Data for review section start
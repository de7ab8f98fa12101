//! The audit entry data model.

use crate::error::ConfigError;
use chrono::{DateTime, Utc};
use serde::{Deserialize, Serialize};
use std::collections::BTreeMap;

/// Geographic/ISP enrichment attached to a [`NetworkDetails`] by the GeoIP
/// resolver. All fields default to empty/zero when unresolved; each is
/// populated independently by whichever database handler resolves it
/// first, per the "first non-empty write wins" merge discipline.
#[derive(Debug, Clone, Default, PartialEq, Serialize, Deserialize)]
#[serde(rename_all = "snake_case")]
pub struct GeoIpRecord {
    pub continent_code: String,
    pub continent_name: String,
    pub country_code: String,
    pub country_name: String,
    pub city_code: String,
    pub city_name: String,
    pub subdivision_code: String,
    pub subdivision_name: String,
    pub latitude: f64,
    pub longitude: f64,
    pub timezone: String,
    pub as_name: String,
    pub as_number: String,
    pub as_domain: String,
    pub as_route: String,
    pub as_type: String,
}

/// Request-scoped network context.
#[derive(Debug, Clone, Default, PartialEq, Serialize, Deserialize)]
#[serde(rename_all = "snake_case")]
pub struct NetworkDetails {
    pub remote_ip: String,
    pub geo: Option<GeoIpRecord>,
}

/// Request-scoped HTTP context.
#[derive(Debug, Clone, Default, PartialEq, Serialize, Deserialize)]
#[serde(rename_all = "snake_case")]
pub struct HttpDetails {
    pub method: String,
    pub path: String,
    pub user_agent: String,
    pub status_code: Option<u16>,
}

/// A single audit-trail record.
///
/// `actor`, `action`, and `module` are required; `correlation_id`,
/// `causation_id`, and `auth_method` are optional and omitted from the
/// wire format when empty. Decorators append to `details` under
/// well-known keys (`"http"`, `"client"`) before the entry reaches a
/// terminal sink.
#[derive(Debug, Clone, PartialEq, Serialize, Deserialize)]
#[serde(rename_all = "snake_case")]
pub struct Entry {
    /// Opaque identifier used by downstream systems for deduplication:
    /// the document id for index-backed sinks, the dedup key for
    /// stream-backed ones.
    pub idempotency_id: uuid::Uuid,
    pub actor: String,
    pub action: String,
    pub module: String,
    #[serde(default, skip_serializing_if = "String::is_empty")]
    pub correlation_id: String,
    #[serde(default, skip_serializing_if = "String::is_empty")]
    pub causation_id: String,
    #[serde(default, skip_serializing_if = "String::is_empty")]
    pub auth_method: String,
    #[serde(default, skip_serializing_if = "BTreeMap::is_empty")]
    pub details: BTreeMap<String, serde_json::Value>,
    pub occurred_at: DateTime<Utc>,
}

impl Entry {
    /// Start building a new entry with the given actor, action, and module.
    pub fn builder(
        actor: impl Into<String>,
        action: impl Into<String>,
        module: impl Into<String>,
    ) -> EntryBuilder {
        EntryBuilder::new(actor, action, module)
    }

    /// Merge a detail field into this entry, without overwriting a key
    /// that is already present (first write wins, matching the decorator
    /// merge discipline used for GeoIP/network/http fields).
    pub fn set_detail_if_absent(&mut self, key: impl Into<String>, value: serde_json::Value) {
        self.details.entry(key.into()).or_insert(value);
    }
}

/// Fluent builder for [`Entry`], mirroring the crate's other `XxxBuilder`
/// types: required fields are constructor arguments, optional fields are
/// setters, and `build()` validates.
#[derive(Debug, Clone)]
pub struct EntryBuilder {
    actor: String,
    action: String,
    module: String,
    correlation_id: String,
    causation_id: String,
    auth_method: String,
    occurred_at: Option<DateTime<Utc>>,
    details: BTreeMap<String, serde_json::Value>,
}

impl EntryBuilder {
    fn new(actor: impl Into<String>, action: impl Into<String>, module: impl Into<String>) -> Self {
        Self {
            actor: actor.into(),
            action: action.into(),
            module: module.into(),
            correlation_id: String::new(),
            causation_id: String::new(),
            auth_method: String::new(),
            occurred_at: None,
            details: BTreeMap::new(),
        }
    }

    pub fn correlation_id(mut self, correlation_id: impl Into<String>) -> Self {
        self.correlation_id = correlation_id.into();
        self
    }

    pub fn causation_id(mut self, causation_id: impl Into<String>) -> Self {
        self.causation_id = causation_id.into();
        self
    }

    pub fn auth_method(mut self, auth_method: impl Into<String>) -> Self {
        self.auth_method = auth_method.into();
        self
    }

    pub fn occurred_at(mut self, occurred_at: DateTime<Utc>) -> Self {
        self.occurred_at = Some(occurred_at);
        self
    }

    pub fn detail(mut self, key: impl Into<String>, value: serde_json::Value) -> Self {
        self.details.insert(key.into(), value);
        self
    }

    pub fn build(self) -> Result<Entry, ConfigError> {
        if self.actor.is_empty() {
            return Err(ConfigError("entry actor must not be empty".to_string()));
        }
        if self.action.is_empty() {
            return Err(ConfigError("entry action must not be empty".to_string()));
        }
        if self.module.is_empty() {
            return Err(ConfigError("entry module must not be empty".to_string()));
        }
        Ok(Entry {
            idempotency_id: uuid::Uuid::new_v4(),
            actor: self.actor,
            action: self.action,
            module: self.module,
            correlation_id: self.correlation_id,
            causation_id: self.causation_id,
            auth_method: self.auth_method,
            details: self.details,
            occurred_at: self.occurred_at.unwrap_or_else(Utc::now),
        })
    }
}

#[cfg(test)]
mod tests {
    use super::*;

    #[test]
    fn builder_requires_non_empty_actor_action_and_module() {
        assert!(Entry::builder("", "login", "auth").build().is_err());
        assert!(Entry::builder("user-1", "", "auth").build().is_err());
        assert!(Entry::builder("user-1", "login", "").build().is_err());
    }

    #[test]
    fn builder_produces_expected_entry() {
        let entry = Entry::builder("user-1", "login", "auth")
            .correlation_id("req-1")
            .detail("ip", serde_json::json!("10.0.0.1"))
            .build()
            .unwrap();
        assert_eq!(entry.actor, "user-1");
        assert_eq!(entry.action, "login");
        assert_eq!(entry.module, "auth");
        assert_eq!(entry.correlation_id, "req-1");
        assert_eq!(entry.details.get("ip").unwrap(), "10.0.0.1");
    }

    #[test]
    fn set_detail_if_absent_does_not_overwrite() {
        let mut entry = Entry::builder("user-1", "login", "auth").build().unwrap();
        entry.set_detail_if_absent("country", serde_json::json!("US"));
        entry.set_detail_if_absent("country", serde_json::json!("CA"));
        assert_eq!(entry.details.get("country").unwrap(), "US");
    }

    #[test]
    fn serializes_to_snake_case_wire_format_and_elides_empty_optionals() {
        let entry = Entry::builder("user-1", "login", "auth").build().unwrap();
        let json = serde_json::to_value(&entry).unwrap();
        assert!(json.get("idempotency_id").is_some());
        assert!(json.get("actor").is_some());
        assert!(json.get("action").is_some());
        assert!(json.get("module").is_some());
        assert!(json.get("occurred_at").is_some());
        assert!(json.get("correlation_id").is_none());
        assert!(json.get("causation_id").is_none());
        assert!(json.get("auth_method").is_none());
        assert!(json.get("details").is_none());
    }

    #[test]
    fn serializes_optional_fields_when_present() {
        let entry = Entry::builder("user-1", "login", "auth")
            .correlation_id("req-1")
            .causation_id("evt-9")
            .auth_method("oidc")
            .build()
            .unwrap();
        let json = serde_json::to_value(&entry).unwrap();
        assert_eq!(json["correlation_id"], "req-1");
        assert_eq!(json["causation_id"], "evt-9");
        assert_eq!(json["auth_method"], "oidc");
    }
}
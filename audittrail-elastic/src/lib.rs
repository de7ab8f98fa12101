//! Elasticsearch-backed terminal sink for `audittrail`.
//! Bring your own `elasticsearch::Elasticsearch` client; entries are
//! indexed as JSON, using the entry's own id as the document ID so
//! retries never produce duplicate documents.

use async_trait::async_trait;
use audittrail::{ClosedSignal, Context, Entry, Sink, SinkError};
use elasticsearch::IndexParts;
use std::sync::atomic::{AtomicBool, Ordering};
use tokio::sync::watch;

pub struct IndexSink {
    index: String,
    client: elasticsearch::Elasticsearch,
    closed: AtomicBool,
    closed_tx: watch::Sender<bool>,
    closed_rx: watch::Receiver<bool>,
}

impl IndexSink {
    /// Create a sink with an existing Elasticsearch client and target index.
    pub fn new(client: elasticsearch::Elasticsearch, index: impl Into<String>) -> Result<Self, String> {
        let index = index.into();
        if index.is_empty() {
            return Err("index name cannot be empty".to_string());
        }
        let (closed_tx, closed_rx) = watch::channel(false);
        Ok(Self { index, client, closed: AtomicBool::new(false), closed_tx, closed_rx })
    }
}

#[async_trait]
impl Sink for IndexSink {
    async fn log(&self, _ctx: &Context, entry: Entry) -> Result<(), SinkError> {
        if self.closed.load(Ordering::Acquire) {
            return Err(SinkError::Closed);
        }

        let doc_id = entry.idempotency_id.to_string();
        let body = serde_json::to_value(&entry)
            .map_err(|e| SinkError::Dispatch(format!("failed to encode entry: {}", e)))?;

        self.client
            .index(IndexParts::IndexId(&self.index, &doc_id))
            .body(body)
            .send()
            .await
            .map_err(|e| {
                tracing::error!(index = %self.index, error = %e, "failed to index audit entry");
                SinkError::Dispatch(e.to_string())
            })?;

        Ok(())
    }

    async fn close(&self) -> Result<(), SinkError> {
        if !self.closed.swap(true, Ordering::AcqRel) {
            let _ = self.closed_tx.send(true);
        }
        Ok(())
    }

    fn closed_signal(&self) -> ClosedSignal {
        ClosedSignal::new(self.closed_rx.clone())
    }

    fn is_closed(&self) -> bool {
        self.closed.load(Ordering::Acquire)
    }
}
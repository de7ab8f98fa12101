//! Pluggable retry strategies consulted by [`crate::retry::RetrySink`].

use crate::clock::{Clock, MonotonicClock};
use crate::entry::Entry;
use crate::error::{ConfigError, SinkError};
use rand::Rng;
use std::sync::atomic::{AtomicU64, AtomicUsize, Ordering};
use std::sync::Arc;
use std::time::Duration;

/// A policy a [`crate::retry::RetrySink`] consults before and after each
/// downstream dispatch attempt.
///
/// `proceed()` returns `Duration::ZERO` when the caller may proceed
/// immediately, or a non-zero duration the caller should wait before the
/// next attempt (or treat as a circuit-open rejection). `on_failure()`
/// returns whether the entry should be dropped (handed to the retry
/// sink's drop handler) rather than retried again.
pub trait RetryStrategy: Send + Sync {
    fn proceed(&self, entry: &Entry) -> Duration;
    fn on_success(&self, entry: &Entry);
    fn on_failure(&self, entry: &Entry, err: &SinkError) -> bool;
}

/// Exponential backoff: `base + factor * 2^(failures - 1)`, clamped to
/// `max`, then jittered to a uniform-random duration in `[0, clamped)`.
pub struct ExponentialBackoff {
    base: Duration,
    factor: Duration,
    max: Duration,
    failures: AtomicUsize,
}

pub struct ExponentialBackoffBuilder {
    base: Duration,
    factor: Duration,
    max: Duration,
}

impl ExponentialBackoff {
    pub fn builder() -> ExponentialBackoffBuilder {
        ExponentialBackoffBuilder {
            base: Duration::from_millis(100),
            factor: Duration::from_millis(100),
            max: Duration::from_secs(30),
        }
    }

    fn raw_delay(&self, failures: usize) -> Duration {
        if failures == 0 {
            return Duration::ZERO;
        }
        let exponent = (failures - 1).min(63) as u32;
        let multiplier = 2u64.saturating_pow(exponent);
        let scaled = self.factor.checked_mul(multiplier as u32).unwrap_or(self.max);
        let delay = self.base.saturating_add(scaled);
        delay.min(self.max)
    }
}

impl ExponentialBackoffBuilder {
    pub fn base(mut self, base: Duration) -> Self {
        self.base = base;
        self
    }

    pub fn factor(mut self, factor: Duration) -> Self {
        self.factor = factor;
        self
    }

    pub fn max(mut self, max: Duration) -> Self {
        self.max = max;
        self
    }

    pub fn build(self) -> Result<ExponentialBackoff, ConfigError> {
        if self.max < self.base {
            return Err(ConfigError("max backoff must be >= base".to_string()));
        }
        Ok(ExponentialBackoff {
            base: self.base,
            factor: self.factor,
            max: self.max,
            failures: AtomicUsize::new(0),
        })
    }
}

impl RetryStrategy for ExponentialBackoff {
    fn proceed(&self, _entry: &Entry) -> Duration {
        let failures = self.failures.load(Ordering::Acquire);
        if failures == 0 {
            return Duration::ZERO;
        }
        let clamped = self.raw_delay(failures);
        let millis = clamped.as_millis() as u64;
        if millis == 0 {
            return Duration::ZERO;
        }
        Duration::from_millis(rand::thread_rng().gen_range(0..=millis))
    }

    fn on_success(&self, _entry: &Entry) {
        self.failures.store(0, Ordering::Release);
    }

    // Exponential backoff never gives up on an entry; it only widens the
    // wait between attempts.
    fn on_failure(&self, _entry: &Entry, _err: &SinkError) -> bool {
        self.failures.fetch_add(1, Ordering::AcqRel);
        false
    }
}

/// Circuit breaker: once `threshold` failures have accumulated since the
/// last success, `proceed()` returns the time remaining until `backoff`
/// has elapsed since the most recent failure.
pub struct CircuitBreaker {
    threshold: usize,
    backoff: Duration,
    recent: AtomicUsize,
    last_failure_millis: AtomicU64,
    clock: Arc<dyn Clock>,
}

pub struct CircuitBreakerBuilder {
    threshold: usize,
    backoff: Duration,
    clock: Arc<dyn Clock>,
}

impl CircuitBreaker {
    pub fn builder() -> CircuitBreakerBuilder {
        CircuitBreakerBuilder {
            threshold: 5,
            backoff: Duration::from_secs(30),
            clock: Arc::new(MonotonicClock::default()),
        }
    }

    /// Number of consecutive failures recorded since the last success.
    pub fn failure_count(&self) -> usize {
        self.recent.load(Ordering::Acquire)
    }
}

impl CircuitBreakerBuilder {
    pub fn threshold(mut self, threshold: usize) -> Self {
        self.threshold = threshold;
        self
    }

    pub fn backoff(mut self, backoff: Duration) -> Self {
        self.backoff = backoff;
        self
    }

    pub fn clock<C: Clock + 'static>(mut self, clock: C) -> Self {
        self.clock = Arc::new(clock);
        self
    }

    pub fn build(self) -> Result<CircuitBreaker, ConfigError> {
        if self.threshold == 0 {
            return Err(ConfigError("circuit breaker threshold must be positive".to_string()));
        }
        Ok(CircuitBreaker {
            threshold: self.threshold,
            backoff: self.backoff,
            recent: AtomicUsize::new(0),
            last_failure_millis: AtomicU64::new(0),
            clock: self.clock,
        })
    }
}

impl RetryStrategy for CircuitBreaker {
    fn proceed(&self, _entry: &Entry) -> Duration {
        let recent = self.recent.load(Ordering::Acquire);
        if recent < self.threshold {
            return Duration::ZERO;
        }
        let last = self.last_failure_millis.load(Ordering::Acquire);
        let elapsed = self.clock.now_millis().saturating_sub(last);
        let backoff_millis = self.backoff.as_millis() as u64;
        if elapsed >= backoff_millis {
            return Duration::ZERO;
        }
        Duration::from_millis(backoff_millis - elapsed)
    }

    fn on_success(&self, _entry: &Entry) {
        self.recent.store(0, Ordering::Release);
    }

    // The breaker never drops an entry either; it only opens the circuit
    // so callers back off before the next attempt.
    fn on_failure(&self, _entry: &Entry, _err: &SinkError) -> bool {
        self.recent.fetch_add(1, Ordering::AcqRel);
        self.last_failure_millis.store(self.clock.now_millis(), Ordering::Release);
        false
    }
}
Data for review section end
What is required => If a line of the data contains the word "factor", it should be counted; state the total and nothing more.

Your solution => 8